Tra gli elementi culturalmente più rilevanti del territorio vi è il Polo Archeologico di Ostia Antica, con i suoi scavi di epoca romana. In effetti Ostia prende il nome da Ostium, che in latino significa ‘foce del fiume’.

Qui la ricchezza storica, culturale e paesaggistica ha un potenziale enorme ma ancora ampiamente inespresso. Per questo motivo è nato un consorzio che unisce cittadini, professionisti e realtà associative di ogni natura con l’obiettivo di valorizzare ed integrare i siti archeologici di Ostia e della vicina Fiumicino, nell’ottica di creare un turismo ambientale ed archeologico sostenibile e capace di ravvivare l’economia locale.

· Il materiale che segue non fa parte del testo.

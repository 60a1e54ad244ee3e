//! Local-host environment support for VPP instance discovery.
//!
//! The host itself is the only candidate instance. Commands run through a
//! local shell and the control endpoint is reached over loopback.

#![deny(missing_docs)]

pub mod exec;
pub mod handler;
pub mod provider;

pub use exec::ShellExec;
pub use handler::LocalHandler;
pub use provider::LocalProvider;

/// Convenient result alias matching the shared probe error type.
pub type Result<T> = vprobe_core::Result<T>;
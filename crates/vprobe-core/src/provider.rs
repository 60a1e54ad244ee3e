//! Environment provider abstraction.

use async_trait::async_trait;

use crate::error::Result;
use crate::handler::InstanceHandler;
use crate::query::QueryParams;
use crate::types::EnvKind;

/// A queryable environment able to enumerate candidate instances.
#[async_trait]
pub trait Provider: Send + Sync {
    /// Name of the provider, unique within a client.
    fn name(&self) -> &str;

    /// Kind of environment this provider searches.
    fn env(&self) -> EnvKind;

    /// Enumerate the handlers of every running instance matching `params`.
    ///
    /// No filters selects every instance. Zero matches is an empty result.
    ///
    /// # Errors
    ///
    /// Returns an error if the backend is unreachable or the query malformed.
    async fn query(&self, params: &[QueryParams]) -> Result<Vec<Box<dyn InstanceHandler>>>;
}
//! Configuration structures for the probe.
//!
//! This module provides configuration for the environments to search, the
//! control endpoint of every instance and the console conventions used to
//! talk to it. Configuration can be built in code or loaded from JSON.

use crate::types::{
    DEFAULT_CLI_BINARY, DEFAULT_CLI_SOCKET, DEFAULT_CLI_TCP_ADDRESS, DEFAULT_CONTROL_PORT,
    DEFAULT_PROBE_COMMAND,
};
use crate::Error;
use serde::{Deserialize, Serialize};
use std::path::Path;
use std::time::Duration;
use url::Url;
use validator::Validate;

/// Top-level probe configuration.
#[derive(Debug, Clone, Serialize, Deserialize, Validate)]
pub struct ProbeConfig {
    /// Docker engine to query, if any
    #[validate(nested)]
    #[serde(default, skip_serializing_if = "Option::is_none")]
    pub docker: Option<DockerConfig>,

    /// Whether to look for an instance on the local host
    #[serde(default)]
    pub local: bool,

    /// Control endpoint settings
    #[validate(nested)]
    #[serde(default)]
    pub control: ControlConfig,

    /// Console conventions
    #[validate(nested)]
    #[serde(default)]
    pub console: ConsoleConfig,

    /// Console command used as the liveness probe
    #[validate(length(min = 1))]
    #[serde(default = "default_probe_command")]
    pub probe_command: String,
}

fn default_probe_command() -> String {
    DEFAULT_PROBE_COMMAND.to_string()
}

impl ProbeConfig {
    /// Create an empty configuration with no environments enabled.
    #[must_use]
    pub fn new() -> Self {
        Self {
            docker: None,
            local: false,
            control: ControlConfig::default(),
            console: ConsoleConfig::default(),
            probe_command: default_probe_command(),
        }
    }

    /// Parse and validate a configuration from JSON.
    ///
    /// # Errors
    ///
    /// Returns an error if the document is malformed or validation fails.
    pub fn from_json(json: &str) -> Result<Self, Error> {
        let config: Self = serde_json::from_str(json)
            .map_err(|e| Error::ConfigError(format!("Invalid configuration: {e}")))?;
        config.validate()?;
        Ok(config)
    }

    /// Read, parse and validate a JSON configuration file.
    ///
    /// # Errors
    ///
    /// Returns an error if the file cannot be read or is invalid.
    pub async fn from_file(path: impl AsRef<Path>) -> Result<Self, Error> {
        let path = path.as_ref();
        let text = tokio::fs::read_to_string(path).await.map_err(|e| {
            Error::ConfigError(format!("Reading {} failed: {e}", path.display()))
        })?;
        Self::from_json(&text)
    }

    /// Enable the Docker environment.
    #[must_use]
    pub fn with_docker(mut self, docker: DockerConfig) -> Self {
        self.docker = Some(docker);
        self
    }

    /// Enable or disable the local host environment.
    #[must_use]
    pub const fn with_local(mut self, enabled: bool) -> Self {
        self.local = enabled;
        self
    }

    /// Set control endpoint settings.
    #[must_use]
    pub fn with_control(mut self, control: ControlConfig) -> Self {
        self.control = control;
        self
    }

    /// Set console conventions.
    #[must_use]
    pub fn with_console(mut self, console: ConsoleConfig) -> Self {
        self.console = console;
        self
    }

    /// Set the liveness probe command.
    #[must_use]
    pub fn with_probe_command(mut self, command: impl Into<String>) -> Self {
        self.probe_command = command.into();
        self
    }

    /// True if no environment is enabled.
    #[must_use]
    pub const fn has_no_environment(&self) -> bool {
        self.docker.is_none() && !self.local
    }
}

impl Default for ProbeConfig {
    fn default() -> Self {
        Self::new()
    }
}

/// Docker engine endpoint.
#[derive(Debug, Clone, Serialize, Deserialize, Validate)]
pub struct DockerConfig {
    /// Provider name, unique within a client
    #[validate(length(min = 1))]
    #[serde(default = "default_docker_name")]
    pub name: String,

    /// Engine API base URL (e.g. `http://localhost:2375`)
    #[validate(url)]
    pub host: String,

    /// Request timeout in seconds
    #[validate(range(min = 1, max = 300))]
    #[serde(default = "default_request_timeout_secs")]
    pub request_timeout_secs: u64,
}

fn default_docker_name() -> String {
    "docker".to_string()
}

const fn default_request_timeout_secs() -> u64 {
    30
}

impl DockerConfig {
    /// Create a Docker configuration for the given engine URL.
    ///
    /// # Errors
    ///
    /// Returns an error if the URL is invalid.
    pub fn new(host: impl Into<String>) -> Result<Self, Error> {
        let config = Self {
            name: default_docker_name(),
            host: host.into(),
            request_timeout_secs: default_request_timeout_secs(),
        };

        config
            .validate()
            .map_err(|e| Error::ConfigError(format!("Invalid docker configuration: {e}")))?;

        Ok(config)
    }

    /// Set the provider name.
    #[must_use]
    pub fn with_name(mut self, name: impl Into<String>) -> Self {
        self.name = name.into();
        self
    }

    /// Set request timeout in seconds.
    #[must_use]
    pub const fn with_timeout(mut self, seconds: u64) -> Self {
        self.request_timeout_secs = seconds;
        self
    }

    /// Get the request timeout as a Duration.
    #[must_use]
    pub const fn timeout(&self) -> Duration {
        Duration::from_secs(self.request_timeout_secs)
    }

    /// Parse the engine URL.
    ///
    /// # Errors
    ///
    /// Returns an error if the URL cannot be parsed.
    pub fn parse_host(&self) -> Result<Url, Error> {
        Url::parse(&self.host).map_err(|e| Error::ConfigError(format!("Invalid docker host: {e}")))
    }
}

/// Control endpoint settings.
#[derive(Debug, Clone, Serialize, Deserialize, Validate)]
pub struct ControlConfig {
    /// Port of the control endpoint
    #[validate(range(min = 1))]
    #[serde(default = "default_control_port")]
    pub port: u16,

    /// Connect timeout in seconds
    #[validate(range(min = 1, max = 60))]
    #[serde(default = "default_connect_timeout_secs")]
    pub connect_timeout_secs: u64,
}

const fn default_control_port() -> u16 {
    DEFAULT_CONTROL_PORT
}

const fn default_connect_timeout_secs() -> u64 {
    5
}

impl ControlConfig {
    /// Create control settings with defaults.
    #[must_use]
    pub const fn new() -> Self {
        Self {
            port: default_control_port(),
            connect_timeout_secs: default_connect_timeout_secs(),
        }
    }

    /// Set the control port.
    #[must_use]
    pub const fn with_port(mut self, port: u16) -> Self {
        self.port = port;
        self
    }

    /// Set connect timeout in seconds.
    #[must_use]
    pub const fn with_connect_timeout(mut self, seconds: u64) -> Self {
        self.connect_timeout_secs = seconds;
        self
    }

    /// Get the connect timeout as a Duration.
    #[must_use]
    pub const fn connect_timeout(&self) -> Duration {
        Duration::from_secs(self.connect_timeout_secs)
    }
}

impl Default for ControlConfig {
    fn default() -> Self {
        Self::new()
    }
}

/// Console conventions inside an instance.
#[derive(Debug, Clone, PartialEq, Eq, Serialize, Deserialize, Validate)]
pub struct ConsoleConfig {
    /// Console client binary
    #[validate(length(min = 1))]
    #[serde(default = "default_cli_binary")]
    pub binary: String,

    /// CLI socket probed before falling back to TCP
    #[validate(length(min = 1))]
    #[serde(default = "default_cli_socket")]
    pub socket_path: String,

    /// Console address used when the socket is missing
    #[validate(length(min = 1))]
    #[serde(default = "default_cli_tcp_address")]
    pub tcp_address: String,
}

fn default_cli_binary() -> String {
    DEFAULT_CLI_BINARY.to_string()
}

fn default_cli_socket() -> String {
    DEFAULT_CLI_SOCKET.to_string()
}

fn default_cli_tcp_address() -> String {
    DEFAULT_CLI_TCP_ADDRESS.to_string()
}

impl Default for ConsoleConfig {
    fn default() -> Self {
        Self {
            binary: default_cli_binary(),
            socket_path: default_cli_socket(),
            tcp_address: default_cli_tcp_address(),
        }
    }
}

“Questo territorio ha ricchezze ancora troppo poco conosciute – ci spiega Raffaele Megna, portavoce del Comitato Promotore del Sistema archeologico integrato – per questo motivo abbiamo deciso di far pressione sulle istituzioni affinché si impegnassero seriamente in questo senso”.

Grazie agli sforzi del Comitato il Polo è diventato ufficialmente “azione cardine” della Regione. “La Regione Lazio ha recepito le nostre richieste e si sta dimostrando disponibile. Le abbiamo chiesto anche chiesto di mettere a disposizione un immobile per ospitare un centro di ricerca del e sul territorio”.

Il Comitato vuole che si crei una continuità tra il sito di Ostia Antica – che attualmente stacca circa 300mila biglietti l’anno – e i Porti Imperiali e la Necropoli di Porto di Fiumicino, che negli ultimi anni sono passati da 3mila a 25mila visitatori l’anno.

“A noi piacerebbe che questi siti fossero più conosciuti e visitati. Del resto siamo a pochi passi dall’aeroporto di Fiumicino, dove ogni anno decine di migliaia di persone sono in transito anche per molte ore. Se queste persone sapessero di queste bellezze e avessero modo di raggiungerle col trasporto pubblico potremmo portarle da noi e sottrarle dai soliti negozi delle grandi catene. È anzitutto una questione culturale e di valorizzazione del territorio”.